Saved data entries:
►

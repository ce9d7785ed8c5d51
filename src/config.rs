use crate::consist::ConsistConfig;
use crate::error::Result;
use crate::fault_injection::FaultInjectionConfig;
use crate::safety::SupervisorConfig;
use crate::telemetry::DEFAULT_TELEMETRY_RATE_TICKS;
use serde::{Deserialize, Serialize};
use std::path::Path;

pub const DEFAULT_TICK_MS: u64 = 50;

/// Top-level tunables. Every field has a default, so a config file only
/// needs the keys it changes.
#[derive(Debug, Clone, PartialEq, Serialize, Deserialize)]
#[serde(default)]
pub struct SimConfig {
    pub tick_ms: u64,
    pub consist: ConsistConfig,
    pub safety: SupervisorConfig,
    pub fault_injection: FaultInjectionConfig,
    pub telemetry_rate_ticks: u32,
}

impl Default for SimConfig {
    fn default() -> Self {
        Self {
            tick_ms: DEFAULT_TICK_MS,
            consist: ConsistConfig::default(),
            safety: SupervisorConfig::default(),
            fault_injection: FaultInjectionConfig::default(),
            telemetry_rate_ticks: DEFAULT_TELEMETRY_RATE_TICKS,
        }
    }
}

impl SimConfig {
    pub fn from_json_str(json: &str) -> Result<Self> {
        Ok(serde_json::from_str(json)?)
    }

    pub fn from_json_file(path: impl AsRef<Path>) -> Result<Self> {
        let contents = std::fs::read_to_string(path)?;
        Self::from_json_str(&contents)
    }

    pub fn tick_seconds(&self) -> f32 {
        self.tick_ms.max(1) as f32 / 1000.0
    }
}

#[cfg(test)]
mod tests {
    use super::*;

    #[test]
    fn test_partial_config_keeps_defaults() {
        let config = SimConfig::from_json_str(r#"{"tick_ms": 100, "safety": {"near_field_m": 150.0}}"#)
            .unwrap();
        assert_eq!(config.tick_ms, 100);
        assert_eq!(config.safety.near_field_m, 150.0);
        assert_eq!(config.safety.health_floor, 50.0);
        assert_eq!(config.consist, ConsistConfig::default());
        assert!((config.tick_seconds() - 0.1).abs() < 1e-6);
    }

    #[test]
    fn test_malformed_config_is_an_error() {
        assert!(SimConfig::from_json_str("{ tick_ms: }").is_err());
    }

    #[test]
    fn test_missing_file_is_io_error() {
        let err = SimConfig::from_json_file("/nonexistent/railsim.json").unwrap_err();
        assert!(matches!(err, crate::error::SimError::Io(_)));
    }
}
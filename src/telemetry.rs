use crate::car::{CarStatus, TrainCar};
use crate::consist::TrainConsist;
use crate::physics::CarClass;
use crate::safety::{SafetyLevel, SafetyState};
use heapless::Deque;
use serde::{Deserialize, Serialize};

const TELEMETRY_BUFFER_SIZE: usize = 32;
pub const DEFAULT_TELEMETRY_RATE_TICKS: u32 = 20;
const MAX_SEQUENCE_NUMBER: u32 = 65535;

#[derive(Debug, Clone, PartialEq, Serialize, Deserialize)]
pub struct CarSummary {
    pub id: String,
    pub class: CarClass,
    pub status: CarStatus,
    pub health: f32,
    pub passengers: u32,
    pub power_level: f32,
    pub brake_level: f32,
    pub doors_open: bool,
    pub resistance_n: f32,
}

impl From<&TrainCar> for CarSummary {
    fn from(car: &TrainCar) -> Self {
        Self {
            id: car.id().to_owned(),
            class: car.class(),
            status: car.status(),
            health: car.health(),
            passengers: car.passengers(),
            power_level: car.power_level(),
            brake_level: car.brake_level(),
            doors_open: car.doors_open(),
            resistance_n: car.calculate_total_resistance(),
        }
    }
}

#[derive(Debug, Clone, PartialEq, Serialize, Deserialize)]
pub struct TelemetryFrame {
    pub sequence_number: u32,
    pub tick: u64,
    pub consist_id: String,
    pub position_m: f64,
    pub speed_kmh: f32,
    pub max_speed_kmh: f32,
    pub power_level: f32,
    pub using_external_power: bool,
    pub external_power_level: f32,
    pub total_passengers: u32,
    pub safety_level: SafetyLevel,
    pub emergency_latched: bool,
    pub advisory_speed: Option<f32>,
    pub cars: Vec<CarSummary>,
}

impl TelemetryFrame {
    pub fn to_json(&self) -> Result<String, serde_json::Error> {
        serde_json::to_string(self)
    }
}

#[derive(Debug, Clone, Default, Serialize, Deserialize)]
pub struct TelemetryMetrics {
    pub frames_collected: u32,
    pub frames_dropped: u32,
    pub buffered_frames: u8,
    pub last_collection_tick: u64,
}

/// Samples the consist every `rate_ticks` ticks into a bounded buffer.
#[derive(Debug)]
pub struct TelemetryCollector {
    rate_ticks: u32,
    sequence_number: u32,
    buffer: Deque<TelemetryFrame, TELEMETRY_BUFFER_SIZE>,
    metrics: TelemetryMetrics,
}

impl TelemetryCollector {
    pub fn new() -> Self {
        Self::with_rate(DEFAULT_TELEMETRY_RATE_TICKS)
    }

    pub fn with_rate(rate_ticks: u32) -> Self {
        Self {
            rate_ticks: rate_ticks.max(1),
            sequence_number: 1,
            buffer: Deque::new(),
            metrics: TelemetryMetrics::default(),
        }
    }

    pub fn set_telemetry_rate(&mut self, rate_ticks: u32) {
        self.rate_ticks = rate_ticks.max(1);
    }

    pub fn should_collect(&self, tick: u64) -> bool {
        tick % u64::from(self.rate_ticks) == 0
    }

    /// Collects a frame when `tick` falls on the sampling rate.
    pub fn collect(
        &mut self,
        tick: u64,
        consist: &TrainConsist,
        safety: &SafetyState,
    ) -> Option<TelemetryFrame> {
        if !self.should_collect(tick) {
            return None;
        }

        let frame = TelemetryFrame {
            sequence_number: self.sequence_number,
            tick,
            consist_id: consist.id().to_owned(),
            position_m: consist.position_m(),
            speed_kmh: consist.speed_kmh(),
            max_speed_kmh: consist.max_speed(),
            power_level: consist.power_level(),
            using_external_power: consist.using_external_power(),
            external_power_level: consist.external_power_level(),
            total_passengers: consist.total_passengers(),
            safety_level: safety.safety_level,
            emergency_latched: safety.emergency_latched,
            advisory_speed: safety.advisory_speed,
            cars: consist.cars().iter().map(CarSummary::from).collect(),
        };
        self.sequence_number = (self.sequence_number % MAX_SEQUENCE_NUMBER) + 1;

        if self.buffer.is_full() {
            self.buffer.pop_front();
            self.metrics.frames_dropped += 1;
        }
        let _ = self.buffer.push_back(frame.clone());

        self.metrics.frames_collected += 1;
        self.metrics.buffered_frames = self.buffer.len() as u8;
        self.metrics.last_collection_tick = tick;
        Some(frame)
    }

    pub fn get_latest_telemetry(&self) -> Option<&TelemetryFrame> {
        self.buffer.back()
    }

    pub fn get_telemetry_buffer(&self) -> impl Iterator<Item = &TelemetryFrame> {
        self.buffer.iter()
    }

    pub fn get_metrics(&self) -> &TelemetryMetrics {
        &self.metrics
    }

    pub fn clear_buffer(&mut self) {
        self.buffer.clear();
        self.metrics.buffered_frames = 0;
    }

    pub fn export_csv_headers(&self) -> &'static str {
        "sequence,tick,position_m,speed_kmh,max_speed_kmh,power_level,external,passengers,safety_level"
    }

    pub fn export_frame_csv(&self, frame: &TelemetryFrame) -> String {
        format!(
            "{},{},{:.1},{:.2},{:.1},{:.1},{},{},{:?}",
            frame.sequence_number,
            frame.tick,
            frame.position_m,
            frame.speed_kmh,
            frame.max_speed_kmh,
            frame.power_level,
            frame.using_external_power,
            frame.total_passengers,
            frame.safety_level
        )
    }
}

impl Default for TelemetryCollector {
    fn default() -> Self {
        Self::new()
    }
}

◄

Each entry must be set down exactly as it appears.

repository ce9d7785ed8c5d51
filename src/config.rs
use crate::consist::ConsistConfig;
use crate::error::Result;
use crate::fault_injection::FaultInjectionConfig;
use crate::safety::SupervisorConfig;
use crate::telemetry::DEFAULT_TELEMETRY_RATE_TICKS;
use serde::{Deserialize, Serialize};
use std::path::Path;

pub const DEFAULT_TICK_MS: u64 = 50;

/// Top-level tunables. Every field has a default, so a config file only
/// needs the keys it changes.
#[derive(Debug, Clone, PartialEq, Serialize, Deserialize)]
#[serde(default)]
pub struct SimConfig {
    pub tick_ms: u64,
    pub consist: ConsistConfig,
    pub safety: SupervisorConfig,
    pub fault_injection: FaultInjectionConfig,
    pub telemetry_rate_ticks: u32,
}

impl Default for SimConfig {
    fn default() -> Self {
        Self {
            tick_ms: DEFAULT_TICK_MS,
            consist: ConsistConfig::default(),
            safety: SupervisorConfig::default(),
            fault_injection: FaultInjectionConfig::default(),
            telemetry_rate_ticks: DEFAULT_TELEMETRY_RATE_TICKS,
        }
    }
}

impl SimConfig {
    pub fn from_json_str(json: &str) -> Result<Self> {
        Ok(serde_json::from_str(json)?)
    }

    pub fn from_json_file(path: impl AsRef<Path>) -> Result<Self> {
        let contents = std::fs::read_to_string(path)?;
        Self::from_json_str(&contents)
    }

    pub fn tick_seconds(&self) -> f32 {
        self.tick_ms.max(1) as f32 / 1000.0
    }
}

#[cfg(test)]
mod tests {
    use super::*;

    #[test]
    fn test_partial_config_keeps_defaults() {
        let config = SimConfig::from_json_str(r#"{"tick_ms": 100, "safety": {"near_field_m": 150.0}}"#)
            .unwrap();
        assert_eq!(config.tick_ms, 100);
        assert_eq!(config.safety.near_field_m, 150.0);
        assert_eq!(config.safety.health_floor, 50.0);
        assert_eq!(config.consist, ConsistConfig::default());
        assert!((config.tick_seconds() - 0.1).abs() < 1e-6);
    }

    #[test]
    fn test_malformed_config_is_an_error() {
        assert!(SimConfig::from_json_str("{ tick_ms: }").is_err());
    }

    #[test]
    fn test_missing_file_is_io_error() {
        let err = SimConfig::from_json_file("/nonexistent/railsim.json").unwrap_err();
        assert!(matches!(err, crate::error::SimError::Io(_)));
    }
}
filename src/telemetry.rs
use crate::car::{CarStatus, TrainCar};
use crate::consist::TrainConsist;
use crate::physics::CarClass;
use crate::safety::{SafetyLevel, SafetyState};
use heapless::Deque;
use serde::{Deserialize, Serialize};

const TELEMETRY_BUFFER_SIZE: usize = 32;
pub const DEFAULT_TELEMETRY_RATE_TICKS: u32 = 20;
const MAX_SEQUENCE_NUMBER: u32 = 65535;

#[derive(Debug, Clone, PartialEq, Serialize, Deserialize)]
pub struct CarSummary {
    pub id: String,
    pub class: CarClass,
    pub status: CarStatus,
    pub health: f32,
    pub passengers: u32,
    pub power_level: f32,
    pub brake_level: f32,
    pub doors_open: bool,
    pub resistance_n: f32,
}

impl From<&TrainCar> for CarSummary {
    fn from(car: &TrainCar) -> Self {
        Self {
            id: car.id().to_owned(),
            class: car.class(),
            status: car.status(),
            health: car.health(),
            passengers: car.passengers(),
            power_level: car.power_level(),
            brake_level: car.brake_level(),
            doors_open: car.doors_open(),
            resistance_n: car.calculate_total_resistance(),
        }
    }
}

#[derive(Debug, Clone, PartialEq, Serialize, Deserialize)]
pub struct TelemetryFrame {
    pub sequence_number: u32,
    pub tick: u64,
    pub consist_id: String,
    pub position_m: f64,
    pub speed_kmh: f32,
    pub max_speed_kmh: f32,
    pub power_level: f32,
    pub using_external_power: bool,
    pub external_power_level: f32,
    pub total_passengers: u32,
    pub safety_level: SafetyLevel,
    pub emergency_latched: bool,
    pub advisory_speed: Option<f32>,
    pub cars: Vec<CarSummary>,
}

impl TelemetryFrame {
    pub fn to_json(&self) -> Result<String, serde_json::Error> {
        serde_json::to_string(self)
    }
}

#[derive(Debug, Clone, Default, Serialize, Deserialize)]
pub struct TelemetryMetrics {
    pub frames_collected: u32,
    pub frames_dropped: u32,
    pub buffered_frames: u8,
    pub last_collection_tick: u64,
}

/// Samples the consist every `rate_ticks` ticks into a bounded buffer.
#[derive(Debug)]
pub struct TelemetryCollector {
    rate_ticks: u32,
    sequence_number: u32,
    buffer: Deque<TelemetryFrame, TELEMETRY_BUFFER_SIZE>,
    metrics: TelemetryMetrics,
}

impl TelemetryCollector {
    pub fn new() -> Self {
        Self::with_rate(DEFAULT_TELEMETRY_RATE_TICKS)
    }

    pub fn with_rate(rate_ticks: u32) -> Self {
        Self {
            rate_ticks: rate_ticks.max(1),
            sequence_number: 1,
            buffer: Deque::new(),
            metrics: TelemetryMetrics::default(),
        }
    }

    pub fn set_telemetry_rate(&mut self, rate_ticks: u32) {
        self.rate_ticks = rate_ticks.max(1);
    }

    pub fn should_collect(&self, tick: u64) -> bool {
        tick % u64::from(self.rate_ticks) == 0
    }

    /// Collects a frame when `tick` falls on the sampling rate.
    pub fn collect(
        &mut self,
        tick: u64,
        consist: &TrainConsist,
        safety: &SafetyState,
    ) -> Option<TelemetryFrame> {
        if !self.should_collect(tick) {
            return None;
        }

        let frame = TelemetryFrame {
            sequence_number: self.sequence_number,
            tick,
            consist_id: consist.id().to_owned(),
            position_m: consist.position_m(),
            speed_kmh: consist.speed_kmh(),
            max_speed_kmh: consist.max_speed(),
            power_level: consist.power_level(),
            using_external_power: consist.using_external_power(),
            external_power_level: consist.external_power_level(),
            total_passengers: consist.total_passengers(),
            safety_level: safety.safety_level,
            emergency_latched: safety.emergency_latched,
            advisory_speed: safety.advisory_speed,
            cars: consist.cars().iter().map(CarSummary::from).collect(),
        };
        self.sequence_number = (self.sequence_number % MAX_SEQUENCE_NUMBER) + 1;

        if self.buffer.is_full() {
            self.buffer.pop_front();
            self.metrics.frames_dropped += 1;
        }
        let _ = self.buffer.push_back(frame.clone());

        self.metrics.frames_collected += 1;
        self.metrics.buffered_frames = self.buffer.len() as u8;
        self.metrics.last_collection_tick = tick;
        Some(frame)
    }

    pub fn get_latest_telemetry(&self) -> Option<&TelemetryFrame> {
        self.buffer.back()
    }

    pub fn get_telemetry_buffer(&self) -> impl Iterator<Item = &TelemetryFrame> {
        self.buffer.iter()
    }

    pub fn get_metrics(&self) -> &TelemetryMetrics {
        &self.metrics
    }

    pub fn clear_buffer(&mut self) {
        self.buffer.clear();
        self.metrics.buffered_frames = 0;
    }

    pub fn export_csv_headers(&self) -> &'static str {
        "sequence,tick,position_m,speed_kmh,max_speed_kmh,power_level,external,passengers,safety_level"
    }

    pub fn export_frame_csv(&self, frame: &TelemetryFrame) -> String {
        format!(
            "{},{},{:.1},{:.2},{:.1},{:.1},{},{},{:?}",
            frame.sequence_number,
            frame.tick,
            frame.position_m,
            frame.speed_kmh,
            frame.max_speed_kmh,
            frame.power_level,
            frame.using_external_power,
            frame.total_passengers,
            frame.safety_level
        )
    }
}

impl Default for TelemetryCollector {
    fn default() -> Self {
        Self::new()
    }
}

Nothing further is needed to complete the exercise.